Reaction from the Paranormal Community
The authors of this paper asked Dr. Chittick why he felt the Coso Artifact was an object worthy of presentation to the public. Dr. Chittick was specifically asked how he reconciled a previous age estimate of 500,000 years with his young-earth creationist beliefs. On September 29, 1999 Chittick responded:
The article’s speculation that it had taken at least 500,000 years to attain the present form is just that: speculation. Actual petrification of such objects proceeds normally quite rapidly, as is illustrated by several other similar formations. See for instance, the note about the petrified miner’s hat on the back cover of Creation Ex Nihilo (Vol. 17, No. 3) for June-August, 1995. See also an article about another “fossil” spark plug in Creation Ex Nihilo (Vol. 21, No. 4) for September-November, 1999 on page 6.
You asked what I thought about its age. My best guess is that it isprobably early post-Flood. I have not yet been able to obtain sufficient documentation, so I don’t say much publicly. However, there is evidence that they did in fact perhaps have internal combustion engines or even jet engines way back then.

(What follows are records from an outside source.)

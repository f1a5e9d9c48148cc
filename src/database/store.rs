use async_trait::async_trait;
use serde_json::Value;
use thiserror::Error;
use uuid::Uuid;

use super::models::{BudgetRecord, Collection, DashboardRecord, Document, NewBudget, NewUser, User};

/// Errors surfaced by a `Store` implementation
#[derive(Debug, Error)]
pub enum StoreError {
    #[error("Missing configuration: {0}")]
    ConfigMissing(&'static str),

    #[error("Invalid database URL")]
    InvalidDatabaseUrl,

    #[error("Conflict: {0}")]
    Conflict(String),

    #[error("Unavailable: {0}")]
    Unavailable(String),

    #[error("Query error: {0}")]
    Query(String),

    #[error(transparent)]
    Sqlx(#[from] sqlx::Error),
}

/// Persistence boundary shared by every handler.
///
/// Upserts are keyed by the logical `email` and must be atomic: concurrent
/// writes for one email leave exactly one record behind.
#[async_trait]
pub trait Store: Send + Sync {
    /// Insert the dashboard or overwrite every field of the one stored under
    /// the same email. Returns the persisted record.
    async fn upsert_dashboard(&self, record: DashboardRecord) -> Result<DashboardRecord, StoreError>;

    /// Insert the budget or update name, period, description, amount and
    /// expense of the one stored under the same email.
    async fn upsert_budget(&self, budget: NewBudget) -> Result<BudgetRecord, StoreError>;

    /// Every budget, oldest first
    async fn list_budgets(&self) -> Result<Vec<BudgetRecord>, StoreError>;

    /// Returns whether a record was removed
    async fn delete_budget(&self, id: Uuid) -> Result<bool, StoreError>;

    /// Fails with `StoreError::Conflict` when the email is taken
    async fn create_user(&self, user: NewUser) -> Result<User, StoreError>;

    async fn find_user_by_email(&self, email: &str) -> Result<Option<User>, StoreError>;

    async fn find_user(&self, id: Uuid) -> Result<Option<User>, StoreError>;

    /// Fails with `StoreError::Query` when no user has the id
    async fn update_password(&self, id: Uuid, password_hash: String) -> Result<(), StoreError>;

    async fn insert_document(&self, collection: Collection, data: Value) -> Result<Document, StoreError>;

    /// Documents of one collection, oldest first
    async fn list_documents(&self, collection: Collection) -> Result<Vec<Document>, StoreError>;

    async fn health_check(&self) -> Result<(), StoreError>;
}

Dr. Chittick’s revelation that he was already aware of “fossil” spark plugs was startling. Dr. Chittick was asked in a follow-up letter about how he can positively date the Coso Artifact to the Great Flood since he was already aware of contemporary spark plugs that appear to be fossilized. In his response on October 23, 1999, he commented:
It has not been my privilege to personally examine the Coso artifact or location and strata where it was found. There are two reasons I considered the artifact significant.
1. It obviously is a man-made item.
2. Those who evaluated the strata said that it appeared to be old, not modern strata. Those two items are the principle basis for my conclusion that it was worth study. Certainly it does merit further study in my judgment. Numerous items like that abound, but I haven’t been able to document them as thoroughly as I would like, and so I don’t say too much about them.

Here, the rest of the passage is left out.